You realise that strava was most likely not to blame?


----------



## User6179 (9 Jan 2015)

tommaguzzi said:


> I stopped using strava and deleted all my data after 2 bike thefts last year, both were inside my privacy zone and only road bikes were taken. (Last one was the house opposite mine, the scum left two perfectly good bearly secured mountain bikes alone but cut a 10mm chain to take the roadie)
> I now use training peaks to upload my garmin data. It is completely private and now I am free of strava I find I enjoy my rides much more again, i no longer go out looking for pb,s in favourable conditions or try to get as high as possible in the koms lists all the time. While I was on it I thought strava was great but I for one am better off without it.




All you need to do is start and stop strava 100 yards from your house , if you forget then dont upload it .


----------



## nickyboy (9 Jan 2015)

Whilst I suspect the chances of someone using your strava info to target you and nick your bike is very small, why not reduce the risk? The number of profiles I see with details of fancy, expensive bikes that are easy to search for using strava.
All a thief would need to do is join strava and select "Pinarello" as a search option. Bingo


----------



## BRounsley (9 Jan 2015)

I had my bikes nicked about 18 months ago.

When I look back I think my main mistakes were:-
A) Sitting on my front garden wall post ride admiring my bike and my own awesomeness (for about 15 minutes) after each ride.
B) Storing my bikes in a metal bike shed. There is very high odds a £400 metal bike shed contains a worth nicking bike.

I was either spotted on the drive or someone just saw the shed in the back garden. I now admire my bike and my own awesomeness in the back garden!


----------



## tommaguzzi (9 Jan 2015)

T.M.H.N.E.T...... yes i realise that strava might not be the cause, but they did seem like targeted thefts of road bikes. When plod came round for the lad across the road he said there had been a spate of such thefts in our district probably atributable to one person or gang. We live in a low crime area on a quiet cul de sac and looking at the start points of my rides it made it fairly obvious to any scum bag with stolen laptop and a strava account where there might be some rich pickings if your into lifting road bikes. So I think to myself, they will know that they have nicked a bike on our road and now there are more strava rides posted from that area. So if they were using this method then hopefully they think there are no more bikes around and go and try somewhere else.

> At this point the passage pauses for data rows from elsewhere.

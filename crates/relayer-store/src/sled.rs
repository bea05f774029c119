// Copyright 2022 Webb Technologies Inc.
//
// Licensed under the Apache License, Version 2.0 (the "License");
// you may not use this file except in compliance with the License.
// You may obtain a copy of the License at
//
// http://www.apache.org/licenses/LICENSE-2.0
//
// Unless required by applicable law or agreed to in writing, software
// distributed under the License is distributed on an "AS IS" BASIS,
// WITHOUT WARRANTIES OR CONDITIONS OF ANY KIND, either express or implied.
// See the License for the specific language governing permissions and
// limitations under the License.

use std::path::Path;
use std::sync::Arc;

use ethers::types::Address;
use sled::transaction::{ConflictableTransactionError, TransactionError};
use sled::Transactional;
use trackless_relayer_types::address::checksummed;
use trackless_relayer_types::Eid;
use trackless_relayer_utils::Error;

use super::{
    content_id_of, BlobStore, NewReport, RelayState, Report, ReportStore,
    INTERRUPTED_REASON,
};

/// `eid || scanner` -> report id.
const PAIRS_TREE: &str = "report_pairs";
/// report id -> report.
const REPORTS_TREE: &str = "reports";
/// `eid || report id` -> (), ordered by report id within an eid.
const EID_INDEX_TREE: &str = "reports_by_eid";
/// report id -> relay state.
const RELAY_STATES_TREE: &str = "relay_states";
/// content id -> encrypted payload.
const BLOBS_TREE: &str = "blobs";

/// SledStore is a store that keeps reports and payloads in a [Sled](https://sled.rs)-based database.
#[derive(Clone)]
pub struct SledStore {
    db: sled::Db,
    // keeps the directory of a temporary store alive.
    _tmp_dir: Option<Arc<tempfile::TempDir>>,
}

impl std::fmt::Debug for SledStore {
    fn fmt(&self, f: &mut std::fmt::Formatter<'_>) -> std::fmt::Result {
        f.debug_struct("SledStore").finish()
    }
}

impl SledStore {
    /// Create a new SledStore.
    pub fn open<P: AsRef<Path>>(path: P) -> crate::Result<Self> {
        let db = sled::Config::new()
            .path(path)
            .temporary(cfg!(test))
            .mode(sled::Mode::HighThroughput)
            .open()?;
        Ok(Self { db, _tmp_dir: None })
    }

    /// Creates a temporary SledStore, removed when the last clone is dropped.
    pub fn temporary() -> crate::Result<Self> {
        let dir = tempfile::tempdir()?;
        let mut store = Self::open(dir.path())?;
        store._tmp_dir = Some(Arc::new(dir));
        Ok(store)
    }

    /// Gets the total amount of data stored on disk
    pub fn get_data_stored_size(&self) -> u64 {
        self.db.size_on_disk().unwrap_or_default()
    }
}

fn pair_key(eid: &Eid, scanner: &Address) -> [u8; 52] {
    let mut key = [0u8; 52];
    key[..32].copy_from_slice(eid.as_bytes());
    key[32..].copy_from_slice(scanner.as_bytes());
    key
}

fn eid_index_key(eid: &Eid, id: u64) -> [u8; 40] {
    let mut key = [0u8; 40];
    key[..32].copy_from_slice(eid.as_bytes());
    key[32..].copy_from_slice(&id.to_be_bytes());
    key
}

fn decode_id(bytes: &[u8]) -> Option<u64> {
    let bytes: [u8; 8] = bytes.try_into().ok()?;
    Some(u64::from_be_bytes(bytes))
}

impl ReportStore for SledStore {
    #[tracing::instrument(skip(self))]
    fn report_exists(
        &self,
        eid: &Eid,
        scanner: &Address,
    ) -> crate::Result<bool> {
        let tree = self.db.open_tree(PAIRS_TREE)?;
        Ok(tree.contains_key(pair_key(eid, scanner))?)
    }

    #[tracing::instrument(skip(self))]
    fn find_report(
        &self,
        eid: &Eid,
        scanner: &Address,
    ) -> crate::Result<Option<Report>> {
        let tree = self.db.open_tree(PAIRS_TREE)?;
        match tree.get(pair_key(eid, scanner))?.and_then(|v| decode_id(&v)) {
            Some(id) => self.get_report(id),
            None => Ok(None),
        }
    }

    #[tracing::instrument(skip(self))]
    fn insert_report(&self, report: NewReport) -> crate::Result<Report> {
        let pairs = self.db.open_tree(PAIRS_TREE)?;
        let reports = self.db.open_tree(REPORTS_TREE)?;
        let eid_index = self.db.open_tree(EID_INDEX_TREE)?;
        let relay_states = self.db.open_tree(RELAY_STATES_TREE)?;

        // ids are never reused, a rejected duplicate only leaves a gap.
        let id = self.db.generate_id()? + 1;
        let pair = pair_key(&report.eid, &report.scanner);
        let index = eid_index_key(&report.eid, id);
        let stored = Report::from_new(id, report);
        let report_bytes = serde_json::to_vec(&stored)?;
        let state_bytes = serde_json::to_vec(&RelayState::Pending)?;

        let result = (&pairs, &reports, &eid_index, &relay_states).transaction(
            |(pairs, reports, eid_index, relay_states)| {
                if pairs.get(pair)?.is_some() {
                    return Err(ConflictableTransactionError::Abort(
                        Error::DuplicateReport {
                            eid: stored.eid.to_string(),
                            scanner: checksummed(&stored.scanner),
                        },
                    ));
                }
                pairs.insert(&pair[..], &id.to_be_bytes()[..])?;
                reports.insert(&id.to_be_bytes()[..], report_bytes.as_slice())?;
                eid_index.insert(&index[..], sled::IVec::default())?;
                relay_states
                    .insert(&id.to_be_bytes()[..], state_bytes.as_slice())?;
                Ok(())
            },
        );
        match result {
            Ok(()) => {
                self.db.flush()?;
                tracing::trace!(id, "report stored");
                Ok(stored)
            }
            Err(TransactionError::Abort(e)) => Err(e),
            Err(TransactionError::Storage(e)) => Err(e.into()),
        }
    }

    #[tracing::instrument(skip(self))]
    fn reports_by_eid(&self, eid: &Eid) -> crate::Result<Vec<Report>> {
        let eid_index = self.db.open_tree(EID_INDEX_TREE)?;
        let mut reports = Vec::new();
        for entry in eid_index.scan_prefix(eid.as_bytes()) {
            let (key, _) = entry?;
            let Some(id) = decode_id(&key[32..]) else {
                tracing::warn!("Skipping malformed eid index entry");
                continue;
            };
            match self.get_report(id)? {
                Some(report) => reports.push(report),
                None => return Err(Error::ReportNotFound(id)),
            }
        }
        Ok(reports)
    }

    #[tracing::instrument(skip(self))]
    fn get_report(&self, id: u64) -> crate::Result<Option<Report>> {
        let tree = self.db.open_tree(REPORTS_TREE)?;
        match tree.get(id.to_be_bytes())? {
            Some(bytes) => Ok(Some(serde_json::from_slice(&bytes)?)),
            None => Ok(None),
        }
    }

    #[tracing::instrument(skip(self))]
    fn relay_state(&self, id: u64) -> crate::Result<Option<RelayState>> {
        let tree = self.db.open_tree(RELAY_STATES_TREE)?;
        match tree.get(id.to_be_bytes())? {
            Some(bytes) => Ok(Some(serde_json::from_slice(&bytes)?)),
            None => Ok(None),
        }
    }

    #[tracing::instrument(skip(self))]
    fn set_relay_state(&self, id: u64, state: RelayState) -> crate::Result<()> {
        let tree = self.db.open_tree(RELAY_STATES_TREE)?;
        if !tree.contains_key(id.to_be_bytes())? {
            return Err(Error::ReportNotFound(id));
        }
        tree.insert(id.to_be_bytes(), serde_json::to_vec(&state)?)?;
        self.db.flush()?;
        Ok(())
    }

    #[tracing::instrument(skip(self))]
    fn claim_relay(&self, id: u64) -> crate::Result<bool> {
        let tree = self.db.open_tree(RELAY_STATES_TREE)?;
        let current = tree
            .get(id.to_be_bytes())?
            .ok_or(Error::ReportNotFound(id))?;
        let state: RelayState = serde_json::from_slice(&current)?;
        if !state.is_retryable() {
            return Ok(false);
        }
        let pending = serde_json::to_vec(&RelayState::Pending)?;
        // the swap only succeeds if nobody touched the state since we read it.
        let swapped = tree
            .compare_and_swap(id.to_be_bytes(), Some(current), Some(pending))?
            .is_ok();
        if swapped {
            self.db.flush()?;
        }
        Ok(swapped)
    }

    #[tracing::instrument(skip(self))]
    fn recover_interrupted(&self) -> crate::Result<usize> {
        let tree = self.db.open_tree(RELAY_STATES_TREE)?;
        let failed = serde_json::to_vec(&RelayState::Failed {
            reason: String::from(INTERRUPTED_REASON),
        })?;
        let mut recovered = 0;
        for entry in tree.iter() {
            let (key, value) = entry?;
            let state: RelayState = serde_json::from_slice(&value)?;
            if state == RelayState::Pending {
                tree.insert(key, failed.as_slice())?;
                recovered += 1;
            }
        }
        self.db.flush()?;
        Ok(recovered)
    }
}

impl BlobStore for SledStore {
    #[tracing::instrument(skip_all, fields(len = payload.len()))]
    fn put_blob(&self, payload: &[u8]) -> crate::Result<String> {
        let tree = self.db.open_tree(BLOBS_TREE)?;
        let content_id = content_id_of(payload);
        // same id means same bytes, keep whichever landed first.
        let _ = tree.compare_and_swap(
            content_id.as_bytes(),
            None as Option<&[u8]>,
            Some(payload),
        )?;
        self.db.flush()?;
        Ok(content_id)
    }

    #[tracing::instrument(skip(self))]
    fn get_blob(&self, content_id: &str) -> crate::Result<Option<Vec<u8>>> {
        let tree = self.db.open_tree(BLOBS_TREE)?;
        Ok(tree.get(content_id.as_bytes())?.map(|v| v.to_vec()))
    }
}

#[cfg(test)]
mod tests {
    use super::*;

    fn new_report(eid: u8, scanner: u8) -> NewReport {
        NewReport {
            eid: Eid::new([eid; 32]),
            scanner: Address::repeat_byte(scanner),
            content_id: format!("QmTrackless_{eid}_{scanner}"),
            submitted_at: 1_700_000_000,
        }
    }

    #[test]
    fn insert_and_list_reports_should_work() {
        let tmp = tempfile::tempdir().unwrap();
        let store = SledStore::open(tmp.path()).unwrap();
        let eid = Eid::new([1; 32]);
        assert!(store.reports_by_eid(&eid).unwrap().is_empty());

        let first = store.insert_report(new_report(1, 0xbb)).unwrap();
        let second = store.insert_report(new_report(1, 0xcc)).unwrap();
        store.insert_report(new_report(2, 0xbb)).unwrap();
        assert!(first.id < second.id);

        let reports = store.reports_by_eid(&eid).unwrap();
        assert_eq!(reports, vec![first.clone(), second]);
        assert!(store
            .report_exists(&eid, &Address::repeat_byte(0xbb))
            .unwrap());
        assert_eq!(
            store
                .find_report(&eid, &Address::repeat_byte(0xbb))
                .unwrap(),
            Some(first)
        );
    }

    #[test]
    fn duplicate_pair_should_be_rejected() {
        let store = SledStore::temporary().unwrap();
        store.insert_report(new_report(1, 0xbb)).unwrap();
        let err = store.insert_report(new_report(1, 0xbb)).unwrap_err();
        assert!(matches!(err, Error::DuplicateReport { .. }));
        assert_eq!(store.reports_by_eid(&Eid::new([1; 32])).unwrap().len(), 1);
    }

    #[tokio::test]
    async fn concurrent_inserts_of_same_pair_store_one_report() {
        let store = SledStore::temporary().unwrap();
        let handles: Vec<_> = (0..8)
            .map(|_| {
                let store = store.clone();
                tokio::task::spawn_blocking(move || {
                    store.insert_report(new_report(7, 0xbb))
                })
            })
            .collect();
        let mut results = Vec::new();
        for handle in handles {
            results.push(handle.await.unwrap());
        }
        let ok = results.iter().filter(|r| r.is_ok()).count();
        let dup = results
            .iter()
            .filter(|r| matches!(r, Err(Error::DuplicateReport { .. })))
            .count();
        assert_eq!(ok, 1);
        assert_eq!(dup, 7);
        assert_eq!(store.reports_by_eid(&Eid::new([7; 32])).unwrap().len(), 1);
    }

    #[test]
    fn relay_state_should_be_claimable_once_failed() {
        let store = SledStore::temporary().unwrap();
        let report = store.insert_report(new_report(1, 0xbb)).unwrap();
        assert_eq!(
            store.relay_state(report.id).unwrap(),
            Some(RelayState::Pending)
        );
        assert!(!store.claim_relay(report.id).unwrap());

        store
            .set_relay_state(
                report.id,
                RelayState::Failed {
                    reason: String::from("broadcast"),
                },
            )
            .unwrap();
        assert!(store.claim_relay(report.id).unwrap());
        assert!(!store.claim_relay(report.id).unwrap());
        assert!(store
            .set_relay_state(99, RelayState::Pending)
            .is_err());
    }

    #[test]
    fn interrupted_relays_should_be_recovered() {
        let store = SledStore::temporary().unwrap();
        let pending = store.insert_report(new_report(1, 0xbb)).unwrap();
        let relayed = store.insert_report(new_report(1, 0xcc)).unwrap();
        let tx_hash = ethers::types::TxHash::repeat_byte(0x11);
        store
            .set_relay_state(relayed.id, RelayState::Relayed { tx_hash })
            .unwrap();

        assert_eq!(store.recover_interrupted().unwrap(), 1);
        assert_eq!(
            store.relay_state(pending.id).unwrap(),
            Some(RelayState::Failed {
                reason: String::from(INTERRUPTED_REASON)
            })
        );
        assert_eq!(
            store.relay_state(relayed.id).unwrap(),
            Some(RelayState::Relayed { tx_hash })
        );
    }

    #[test]
    fn blobs_should_be_content_addressed() {
        let store = SledStore::temporary().unwrap();
        let id = store.put_blob(b"U2FsdGVkX1+encrypted gps").unwrap();
        assert_eq!(id, store.put_blob(b"U2FsdGVkX1+encrypted gps").unwrap());
        assert_eq!(
            store.get_blob(&id).unwrap(),
            Some(b"U2FsdGVkX1+encrypted gps".to_vec())
        );
        assert_eq!(store.get_blob("QmTrackless_unknown").unwrap(), None);
    }
}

My other point was that I am now free of "strava madness" which has been an unexpected blessing.


----------



## DRHysted (9 Jan 2015)

I am much more concerned, by the housing estate 100 yards down the road.

Unlike Strava I can't stop them seeing me come and go, and they have noticed. When I was last asked if I wanted to sell one of my bikes, I visited my local lock smith and spent £300 on extra locks and chains.


----------



## Steady (9 Jan 2015)

The only time I worry about theft is the last part of my ride, whilst I don't live in a _bad _area nobody is really ever far from one and the typical benefit in the front garden all day smoking brigade. I'm very aware the most obvious point of anybody knowing what bike I have is the moment when I'm getting on/off, and I don't have any expensive bikes, to most people it has very little value but to me they're my pride and joy.

I don't think Strava/Garmin really has much effect on bikes stolen in a general sense, but I can see it being a very good tool _if_ someone is already being targeted ie. somebody happens to be walking down the street, sees a potential high value bike being wheeled into a property and then the opportunity to track cyclists in that area on that specific day to narrow it down to a profile and _then _find out what else bike activities they do could weigh heavy on deciding whether there's likely to be more than one expensive bike at that household.


----------



## T.M.H.N.E.T (9 Jan 2015)

tommaguzzi said:


> T.M.H.N.E.T...... yes i realise that strava might not be the cause, but they did seem like targeted thefts of road bikes. When plod came round for the lad across the road he said there had been a spate of such thefts in our district probably atributable to one person or gang. We live in a low crime area on a quiet cul de sac and looking at the start points of my rides it made it fairly obvious to any scum bag with stolen laptop and a strava account where there might be some rich pickings if your into lifting road bikes. So I think to myself, they will know that they have nicked a bike on our road and now there are more strava rides posted from that area. So if they were using this method then hopefully they think there are no more bikes around and go and try somewhere else.
> 
> My other point was that I am now free of "strava madness" which has been an unexpected blessing.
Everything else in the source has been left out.